A prominent aspect of the Novato Charter School’s educational community is a nature-based philosophy. As parents, educators, and administrators of this community, we believe that humans have a connection with all life forms on our planet, and with the universe that sustains us. We believe that nature serves as a common ground for all cultures. Observation and acknowledgement of our natural environment allows us to more fully celebrate our likeness, appreciate our differences, and come together as one in learning about ourselves and the world around us. (Blue Oak Charter School, 1998, p. 8)

The high-sounding idealistic language covers the crucial issue, which is, just what is a “nature-based philosophy?” Perhaps they’re talking about a world view, the business of religions. The handbook states further:

“The Earth, the universe, and the natural elements are acknowledged and celebrated in a variety of ways…” (ibid.)

In Waldorf schools, “the elements” are earth, air, fire and water. These ancient “elements” are illusions concealing the activity of “elemental spirits,” respectively, gnomes, sylphs, salamanders, and undines. “Acknowledging” and “celebrating” are acts of worship. We’re not talking about ecological science here. The writer is trying to appeal to New Age spirituality, popular in Marin County where the school is located. I think it’s good for a Waldorf school to appeal to New Agers, they are its obvious constituency, but Novato Charter School is a public school! A grace before meals is suggested:

Earth who gives to us this food, sun who makes it ripe and good, sun above, earth below, our loving thanks to you we show. (ibid.)

This prayer is by Christian Morgenstern, a friend of Rudolf Steiner, and is used in Waldorf schools worldwide. Thanks can only be given to a person or a deity. Here the earth and the sun are personified, as is done in a nature-worshipping religion. All the mentions of the sun should be seen with the understanding that in Anthroposophy, Christ is a “sun being.”

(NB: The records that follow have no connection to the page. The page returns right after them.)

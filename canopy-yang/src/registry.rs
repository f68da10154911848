//! The immutable schema registry.

use std::collections::HashMap;

use canopy_core::{Modstate, ModuleId, SpecId};
use canopy_tree::Schema;

use crate::types::{Identity, Module, NodeSpec};

/// A built schema: modules, statements and identities.
///
/// Construct with [`crate::YangSpecBuilder`]. Immutable afterwards.
#[derive(Debug, Clone)]
pub struct YangSpec {
    pub(crate) modules: Vec<Module>,
    pub(crate) specs: Vec<NodeSpec>,
    pub(crate) identities: HashMap<String, Identity>,
    pub(crate) by_namespace: HashMap<String, ModuleId>,
}

impl YangSpec {
    /// A statement by handle.
    ///
    /// Handles come from this registry, so lookups cannot miss; a stale
    /// handle from another registry is a logic error and panics.
    pub fn spec(&self, id: SpecId) -> &NodeSpec {
        &self.specs[id.raw() as usize]
    }

    /// A module by handle.
    pub fn module(&self, id: ModuleId) -> &Module {
        &self.modules[id.raw() as usize]
    }

    /// All modules.
    pub fn modules(&self) -> &[Module] {
        &self.modules
    }

    /// The module declaring a namespace.
    pub fn module_by_namespace(&self, namespace: &str) -> Option<&Module> {
        self.by_namespace.get(namespace).map(|id| self.module(*id))
    }

    /// The module declaring a name.
    pub fn module_by_name(&self, name: &str) -> Option<&Module> {
        self.modules.iter().find(|m| m.name == name)
    }

    /// True if a module is present and has the feature enabled.
    pub fn feature_enabled(&self, module: &str, feature: &str) -> bool {
        self.module_by_name(module)
            .map(|m| m.features.contains(feature))
            .unwrap_or(false)
    }

    /// An identity by name.
    pub fn identity(&self, name: &str) -> Option<&Identity> {
        self.identities.get(name)
    }

    /// True if `name` is `base` or transitively derived from it.
    pub fn identity_derived_from(&self, name: &str, base: &str) -> bool {
        let mut cur = Some(name.to_string());
        while let Some(n) = cur {
            if n == base {
                return true;
            }
            cur = self.identities.get(&n).and_then(|i| i.base.clone());
        }
        false
    }

    /// The module-state record describing this schema's revisions,
    /// embedded into datastore files on save.
    pub fn modstate(&self) -> Modstate {
        let mut ms = Modstate::new();
        for module in &self.modules {
            ms.push(module.name.clone(), module.namespace.clone(), module.revision);
        }
        ms
    }
}

impl Schema for YangSpec {
    fn root_child(&self, namespace: Option<&str>, name: &str) -> Option<SpecId> {
        match namespace {
            Some(ns) => {
                let module = self.by_namespace.get(ns)?;
                self.spec(self.module(*module).root).child(name)
            }
            None => self
                .modules
                .iter()
                .find_map(|m| self.spec(m.root).child(name)),
        }
    }

    fn child_of(&self, parent: SpecId, namespace: Option<&str>, name: &str) -> Option<SpecId> {
        let child = self.spec(parent).child(name)?;
        if let Some(ns) = namespace {
            let module = self.module(self.spec(child).module);
            if module.namespace != ns {
                return None;
            }
        }
        Some(child)
    }

    fn list_keys(&self, spec: SpecId) -> &[String] {
        self.spec(spec).keys()
    }

    fn is_leaf_list(&self, spec: SpecId) -> bool {
        self.spec(spec).is_leaf_list()
    }

    fn ordered_by_user(&self, spec: SpecId) -> bool {
        match &self.spec(spec).kind {
            crate::types::SpecKind::List { ordered_by_user, .. } => *ordered_by_user,
            crate::types::SpecKind::LeafList { ordered_by_user, .. } => *ordered_by_user,
            _ => false,
        }
    }
}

Who should kindergartners thank for their snack? It would be appropriate in a public school to thank the teacher who gave them the food, the grocer who made it available, the trucker who brought it to the market, the farm workers who picked it, and the farmer who grew it. If they did that, they would be learning real gratitude, not a religious relationship to cosmic bodies.

Waldorf students pray at the opening of every school day. This tradition continues in public Waldorf schools, despite the Establishment Clause of the First Amendment. Back in 1919 Steiner knew that praying would be problematic, even in private schools, and told his teachers to cover it up:

A teacher: Would it be a good thing to let the children speak a kind of morning prayer?

Dr. Steiner: That is something that can be done. I had also had it in mind. I will say something about it tomorrow. We will also talk about a prayer. But there is just one thing I should like to ask you. You know, with these things the outer form is of the utmost importance. Never call the verse a “prayer” but a “school opening verse”. Do see to it that people do not hear the expression “prayer” used by a teacher. This will go a long way towards overcoming the prejudice that this is an anthroposophical school.

The biggest mistakes we make are with words. People will not get out of the habit of using words that are detrimental to us. (Steiner, 1986, p. 45)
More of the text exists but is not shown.